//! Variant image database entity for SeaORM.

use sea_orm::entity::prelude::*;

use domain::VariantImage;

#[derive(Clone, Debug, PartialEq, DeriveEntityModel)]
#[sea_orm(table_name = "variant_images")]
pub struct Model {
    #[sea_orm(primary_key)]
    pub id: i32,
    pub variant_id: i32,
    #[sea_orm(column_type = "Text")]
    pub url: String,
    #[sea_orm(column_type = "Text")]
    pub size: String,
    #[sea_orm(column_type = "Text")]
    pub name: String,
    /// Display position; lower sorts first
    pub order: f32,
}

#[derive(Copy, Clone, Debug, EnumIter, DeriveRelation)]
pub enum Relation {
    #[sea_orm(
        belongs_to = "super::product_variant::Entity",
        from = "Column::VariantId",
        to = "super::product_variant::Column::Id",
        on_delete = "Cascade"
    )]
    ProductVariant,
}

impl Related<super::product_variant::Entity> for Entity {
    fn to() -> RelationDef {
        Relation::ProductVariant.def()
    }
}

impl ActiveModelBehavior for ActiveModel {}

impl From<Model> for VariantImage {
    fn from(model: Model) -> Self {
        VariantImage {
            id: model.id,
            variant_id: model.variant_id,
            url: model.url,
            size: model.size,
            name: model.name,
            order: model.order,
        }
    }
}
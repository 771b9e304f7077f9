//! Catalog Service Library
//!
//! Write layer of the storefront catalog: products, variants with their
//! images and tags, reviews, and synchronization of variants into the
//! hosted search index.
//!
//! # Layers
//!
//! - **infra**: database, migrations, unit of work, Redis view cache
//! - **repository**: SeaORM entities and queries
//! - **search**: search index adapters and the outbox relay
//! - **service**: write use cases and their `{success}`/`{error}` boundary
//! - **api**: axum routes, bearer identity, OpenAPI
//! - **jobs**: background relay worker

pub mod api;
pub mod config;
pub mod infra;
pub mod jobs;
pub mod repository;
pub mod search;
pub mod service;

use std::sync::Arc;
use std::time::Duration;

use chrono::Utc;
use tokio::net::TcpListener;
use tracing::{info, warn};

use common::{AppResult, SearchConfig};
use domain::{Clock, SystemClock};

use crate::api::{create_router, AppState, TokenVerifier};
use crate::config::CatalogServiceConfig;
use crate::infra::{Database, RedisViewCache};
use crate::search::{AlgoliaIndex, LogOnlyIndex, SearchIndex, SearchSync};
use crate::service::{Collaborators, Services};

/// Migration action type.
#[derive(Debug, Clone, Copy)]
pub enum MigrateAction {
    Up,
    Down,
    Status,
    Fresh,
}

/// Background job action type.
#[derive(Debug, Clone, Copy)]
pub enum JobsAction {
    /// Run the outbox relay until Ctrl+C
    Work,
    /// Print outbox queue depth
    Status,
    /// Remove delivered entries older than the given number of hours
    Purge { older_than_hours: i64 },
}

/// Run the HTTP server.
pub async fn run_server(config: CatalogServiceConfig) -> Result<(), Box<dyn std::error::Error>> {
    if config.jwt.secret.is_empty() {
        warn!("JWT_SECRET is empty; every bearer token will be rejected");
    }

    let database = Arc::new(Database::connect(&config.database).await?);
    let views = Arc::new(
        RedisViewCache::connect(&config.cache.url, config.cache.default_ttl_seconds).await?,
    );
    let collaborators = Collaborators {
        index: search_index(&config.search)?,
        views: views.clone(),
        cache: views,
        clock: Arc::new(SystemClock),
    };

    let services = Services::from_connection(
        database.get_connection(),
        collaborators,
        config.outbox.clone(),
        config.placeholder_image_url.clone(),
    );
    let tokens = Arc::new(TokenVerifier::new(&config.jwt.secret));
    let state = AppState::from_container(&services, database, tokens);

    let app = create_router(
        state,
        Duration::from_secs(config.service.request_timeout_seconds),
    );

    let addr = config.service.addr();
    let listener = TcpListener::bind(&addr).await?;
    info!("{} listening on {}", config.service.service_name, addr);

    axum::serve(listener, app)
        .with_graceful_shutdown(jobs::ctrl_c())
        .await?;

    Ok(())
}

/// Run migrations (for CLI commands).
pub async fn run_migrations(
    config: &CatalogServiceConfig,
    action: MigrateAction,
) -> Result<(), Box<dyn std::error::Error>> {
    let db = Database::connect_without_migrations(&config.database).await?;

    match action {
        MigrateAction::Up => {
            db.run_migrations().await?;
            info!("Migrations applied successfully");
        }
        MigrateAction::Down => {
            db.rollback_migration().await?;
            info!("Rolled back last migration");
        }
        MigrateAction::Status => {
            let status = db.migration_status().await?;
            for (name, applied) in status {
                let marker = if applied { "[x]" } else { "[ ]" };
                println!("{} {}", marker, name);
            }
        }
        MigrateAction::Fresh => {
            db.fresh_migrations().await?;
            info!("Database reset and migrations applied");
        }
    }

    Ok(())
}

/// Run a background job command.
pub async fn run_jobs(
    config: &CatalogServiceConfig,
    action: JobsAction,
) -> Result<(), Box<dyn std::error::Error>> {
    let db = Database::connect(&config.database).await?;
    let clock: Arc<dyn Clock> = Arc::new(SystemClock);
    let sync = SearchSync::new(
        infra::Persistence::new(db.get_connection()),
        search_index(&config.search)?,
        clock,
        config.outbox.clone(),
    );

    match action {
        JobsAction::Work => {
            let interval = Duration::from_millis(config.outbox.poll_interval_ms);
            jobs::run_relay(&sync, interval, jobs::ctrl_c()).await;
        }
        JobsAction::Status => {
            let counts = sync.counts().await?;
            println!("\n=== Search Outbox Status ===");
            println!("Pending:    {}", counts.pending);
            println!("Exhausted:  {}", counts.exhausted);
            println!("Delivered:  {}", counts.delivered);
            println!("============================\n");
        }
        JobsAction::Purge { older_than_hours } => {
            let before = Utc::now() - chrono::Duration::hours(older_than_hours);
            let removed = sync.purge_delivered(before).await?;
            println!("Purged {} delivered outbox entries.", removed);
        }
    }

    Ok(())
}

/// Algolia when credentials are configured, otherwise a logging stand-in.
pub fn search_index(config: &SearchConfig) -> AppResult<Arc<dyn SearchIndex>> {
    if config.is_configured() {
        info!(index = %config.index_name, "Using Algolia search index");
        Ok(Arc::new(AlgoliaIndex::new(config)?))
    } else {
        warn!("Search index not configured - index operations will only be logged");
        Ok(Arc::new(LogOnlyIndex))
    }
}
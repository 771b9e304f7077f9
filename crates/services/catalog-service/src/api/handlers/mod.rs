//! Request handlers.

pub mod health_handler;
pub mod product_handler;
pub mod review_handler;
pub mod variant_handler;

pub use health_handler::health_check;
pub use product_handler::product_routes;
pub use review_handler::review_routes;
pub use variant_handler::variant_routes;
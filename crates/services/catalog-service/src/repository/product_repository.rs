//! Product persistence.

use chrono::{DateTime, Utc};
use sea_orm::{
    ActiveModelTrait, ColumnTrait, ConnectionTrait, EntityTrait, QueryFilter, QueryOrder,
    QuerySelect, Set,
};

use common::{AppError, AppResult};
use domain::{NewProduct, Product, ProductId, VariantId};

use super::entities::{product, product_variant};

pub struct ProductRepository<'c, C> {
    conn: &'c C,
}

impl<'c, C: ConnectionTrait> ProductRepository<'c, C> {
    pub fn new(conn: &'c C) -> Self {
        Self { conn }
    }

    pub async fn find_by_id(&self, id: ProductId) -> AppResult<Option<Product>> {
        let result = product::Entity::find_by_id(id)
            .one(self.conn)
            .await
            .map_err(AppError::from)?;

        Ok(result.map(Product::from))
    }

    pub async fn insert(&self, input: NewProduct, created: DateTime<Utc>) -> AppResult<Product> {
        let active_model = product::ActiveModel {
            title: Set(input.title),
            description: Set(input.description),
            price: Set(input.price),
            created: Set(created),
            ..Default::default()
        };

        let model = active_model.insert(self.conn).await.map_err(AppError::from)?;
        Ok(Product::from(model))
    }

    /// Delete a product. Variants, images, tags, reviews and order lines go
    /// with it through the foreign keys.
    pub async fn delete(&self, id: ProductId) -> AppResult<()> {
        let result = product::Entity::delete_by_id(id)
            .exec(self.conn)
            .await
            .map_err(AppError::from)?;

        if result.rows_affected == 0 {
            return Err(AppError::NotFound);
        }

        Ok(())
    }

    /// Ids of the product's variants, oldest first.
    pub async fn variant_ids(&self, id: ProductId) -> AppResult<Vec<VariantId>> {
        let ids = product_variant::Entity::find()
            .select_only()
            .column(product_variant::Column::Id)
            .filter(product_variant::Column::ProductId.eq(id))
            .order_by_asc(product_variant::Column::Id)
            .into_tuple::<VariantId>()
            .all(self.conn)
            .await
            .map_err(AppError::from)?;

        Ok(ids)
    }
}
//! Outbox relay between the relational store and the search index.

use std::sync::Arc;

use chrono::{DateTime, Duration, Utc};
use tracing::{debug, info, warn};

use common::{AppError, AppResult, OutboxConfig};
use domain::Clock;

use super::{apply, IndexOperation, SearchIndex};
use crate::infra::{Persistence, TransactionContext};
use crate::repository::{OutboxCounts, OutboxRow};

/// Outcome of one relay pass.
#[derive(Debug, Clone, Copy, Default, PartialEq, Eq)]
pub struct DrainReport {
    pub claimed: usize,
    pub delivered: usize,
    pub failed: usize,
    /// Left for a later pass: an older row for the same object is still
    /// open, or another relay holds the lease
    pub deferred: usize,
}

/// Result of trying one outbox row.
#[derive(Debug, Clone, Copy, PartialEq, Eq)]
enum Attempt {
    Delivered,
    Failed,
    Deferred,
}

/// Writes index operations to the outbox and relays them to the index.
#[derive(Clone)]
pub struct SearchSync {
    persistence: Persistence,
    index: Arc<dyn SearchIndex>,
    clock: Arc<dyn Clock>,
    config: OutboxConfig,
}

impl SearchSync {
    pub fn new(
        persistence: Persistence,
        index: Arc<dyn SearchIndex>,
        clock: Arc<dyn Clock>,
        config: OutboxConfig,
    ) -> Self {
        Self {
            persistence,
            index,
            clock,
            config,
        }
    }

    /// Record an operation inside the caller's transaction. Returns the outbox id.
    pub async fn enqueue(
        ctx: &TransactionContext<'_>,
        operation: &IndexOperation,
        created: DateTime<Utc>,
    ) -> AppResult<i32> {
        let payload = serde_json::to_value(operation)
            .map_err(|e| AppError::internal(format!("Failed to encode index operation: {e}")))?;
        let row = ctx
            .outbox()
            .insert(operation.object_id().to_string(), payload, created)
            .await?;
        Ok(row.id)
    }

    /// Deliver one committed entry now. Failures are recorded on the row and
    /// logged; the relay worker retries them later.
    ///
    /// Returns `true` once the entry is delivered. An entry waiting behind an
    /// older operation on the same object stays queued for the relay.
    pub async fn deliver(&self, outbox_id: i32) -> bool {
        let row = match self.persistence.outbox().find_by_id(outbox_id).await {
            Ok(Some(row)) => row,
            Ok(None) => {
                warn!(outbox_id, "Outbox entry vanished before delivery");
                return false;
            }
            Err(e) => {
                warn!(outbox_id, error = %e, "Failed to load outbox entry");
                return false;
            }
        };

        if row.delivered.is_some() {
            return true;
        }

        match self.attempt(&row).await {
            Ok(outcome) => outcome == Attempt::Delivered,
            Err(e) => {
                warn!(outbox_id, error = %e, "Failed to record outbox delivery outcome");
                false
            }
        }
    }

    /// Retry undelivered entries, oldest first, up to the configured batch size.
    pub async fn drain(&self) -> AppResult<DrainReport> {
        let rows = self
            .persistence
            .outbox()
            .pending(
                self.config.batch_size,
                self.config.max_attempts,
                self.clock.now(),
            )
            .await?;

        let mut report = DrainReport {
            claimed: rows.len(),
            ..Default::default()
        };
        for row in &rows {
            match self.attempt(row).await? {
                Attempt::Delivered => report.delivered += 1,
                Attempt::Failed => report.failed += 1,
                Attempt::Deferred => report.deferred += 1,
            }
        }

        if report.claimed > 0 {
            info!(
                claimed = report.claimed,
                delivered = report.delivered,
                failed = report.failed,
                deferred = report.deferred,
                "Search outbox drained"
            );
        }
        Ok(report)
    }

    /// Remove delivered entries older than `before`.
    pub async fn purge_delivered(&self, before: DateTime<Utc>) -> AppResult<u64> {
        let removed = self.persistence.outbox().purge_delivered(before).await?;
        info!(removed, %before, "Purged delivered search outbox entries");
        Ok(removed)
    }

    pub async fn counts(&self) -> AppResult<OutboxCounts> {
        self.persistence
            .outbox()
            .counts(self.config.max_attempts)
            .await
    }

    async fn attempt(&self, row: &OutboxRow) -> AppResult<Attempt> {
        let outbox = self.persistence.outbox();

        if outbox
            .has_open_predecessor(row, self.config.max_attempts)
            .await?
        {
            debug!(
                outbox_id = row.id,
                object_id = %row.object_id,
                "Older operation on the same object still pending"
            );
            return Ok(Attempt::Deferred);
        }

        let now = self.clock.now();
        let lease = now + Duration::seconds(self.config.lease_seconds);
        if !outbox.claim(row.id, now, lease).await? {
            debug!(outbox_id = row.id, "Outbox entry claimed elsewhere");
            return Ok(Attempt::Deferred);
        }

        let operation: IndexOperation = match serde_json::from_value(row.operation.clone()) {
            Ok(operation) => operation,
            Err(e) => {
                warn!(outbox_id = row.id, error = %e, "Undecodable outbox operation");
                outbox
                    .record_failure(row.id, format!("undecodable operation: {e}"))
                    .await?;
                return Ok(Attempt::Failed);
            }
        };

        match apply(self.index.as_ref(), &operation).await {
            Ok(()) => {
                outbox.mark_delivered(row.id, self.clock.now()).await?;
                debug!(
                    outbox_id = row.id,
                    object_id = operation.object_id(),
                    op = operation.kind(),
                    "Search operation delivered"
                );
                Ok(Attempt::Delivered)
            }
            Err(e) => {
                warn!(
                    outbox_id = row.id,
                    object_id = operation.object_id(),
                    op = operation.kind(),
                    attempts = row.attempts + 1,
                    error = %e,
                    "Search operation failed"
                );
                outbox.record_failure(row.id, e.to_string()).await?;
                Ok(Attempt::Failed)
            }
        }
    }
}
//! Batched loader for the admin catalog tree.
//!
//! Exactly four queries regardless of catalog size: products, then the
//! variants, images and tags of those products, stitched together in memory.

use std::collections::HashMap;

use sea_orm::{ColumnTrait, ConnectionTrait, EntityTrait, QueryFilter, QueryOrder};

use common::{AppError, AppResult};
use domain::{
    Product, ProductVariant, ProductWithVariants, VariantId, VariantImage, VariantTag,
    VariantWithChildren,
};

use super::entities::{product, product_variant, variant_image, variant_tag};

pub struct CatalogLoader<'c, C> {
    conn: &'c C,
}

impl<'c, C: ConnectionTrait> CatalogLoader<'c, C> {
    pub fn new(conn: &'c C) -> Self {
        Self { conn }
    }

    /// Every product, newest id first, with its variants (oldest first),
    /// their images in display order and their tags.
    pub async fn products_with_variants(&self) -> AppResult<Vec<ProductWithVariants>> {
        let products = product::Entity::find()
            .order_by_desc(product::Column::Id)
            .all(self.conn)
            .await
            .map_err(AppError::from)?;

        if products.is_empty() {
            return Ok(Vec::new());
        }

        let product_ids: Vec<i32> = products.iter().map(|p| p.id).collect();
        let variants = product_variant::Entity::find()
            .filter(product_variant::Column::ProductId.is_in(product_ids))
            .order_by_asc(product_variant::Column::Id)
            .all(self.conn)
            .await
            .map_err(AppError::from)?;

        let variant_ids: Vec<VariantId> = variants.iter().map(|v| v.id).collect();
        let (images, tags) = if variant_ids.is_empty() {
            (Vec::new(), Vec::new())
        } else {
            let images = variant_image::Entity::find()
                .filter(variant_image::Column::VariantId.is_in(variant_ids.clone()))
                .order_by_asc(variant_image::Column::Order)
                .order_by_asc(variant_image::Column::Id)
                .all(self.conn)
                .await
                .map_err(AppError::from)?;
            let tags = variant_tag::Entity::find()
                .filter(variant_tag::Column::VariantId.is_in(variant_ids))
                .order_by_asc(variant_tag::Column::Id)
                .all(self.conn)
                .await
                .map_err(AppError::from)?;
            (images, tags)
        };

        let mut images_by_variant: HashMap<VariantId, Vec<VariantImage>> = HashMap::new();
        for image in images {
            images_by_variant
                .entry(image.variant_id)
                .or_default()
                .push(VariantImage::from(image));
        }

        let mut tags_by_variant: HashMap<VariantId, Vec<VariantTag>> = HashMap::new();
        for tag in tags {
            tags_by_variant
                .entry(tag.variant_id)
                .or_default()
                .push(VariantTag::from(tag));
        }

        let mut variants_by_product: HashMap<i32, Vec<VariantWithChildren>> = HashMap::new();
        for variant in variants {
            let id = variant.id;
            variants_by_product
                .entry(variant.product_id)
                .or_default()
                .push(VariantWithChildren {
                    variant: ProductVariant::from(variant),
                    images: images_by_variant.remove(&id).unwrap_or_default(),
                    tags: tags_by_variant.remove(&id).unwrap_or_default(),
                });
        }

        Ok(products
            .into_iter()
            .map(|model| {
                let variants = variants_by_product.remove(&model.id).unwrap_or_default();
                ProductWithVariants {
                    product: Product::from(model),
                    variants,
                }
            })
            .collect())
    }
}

####################

TASK PROMPT - Read the entries and show each line that mentions "ColumnTrait".

ANSWER -
    ActiveModelTrait, ColumnTrait, ConnectionTrait, EntityTrait, QueryFilter, QueryOrder,
use sea_orm::{ColumnTrait, ConnectionTrait, EntityTrait, QueryFilter, QueryOrder};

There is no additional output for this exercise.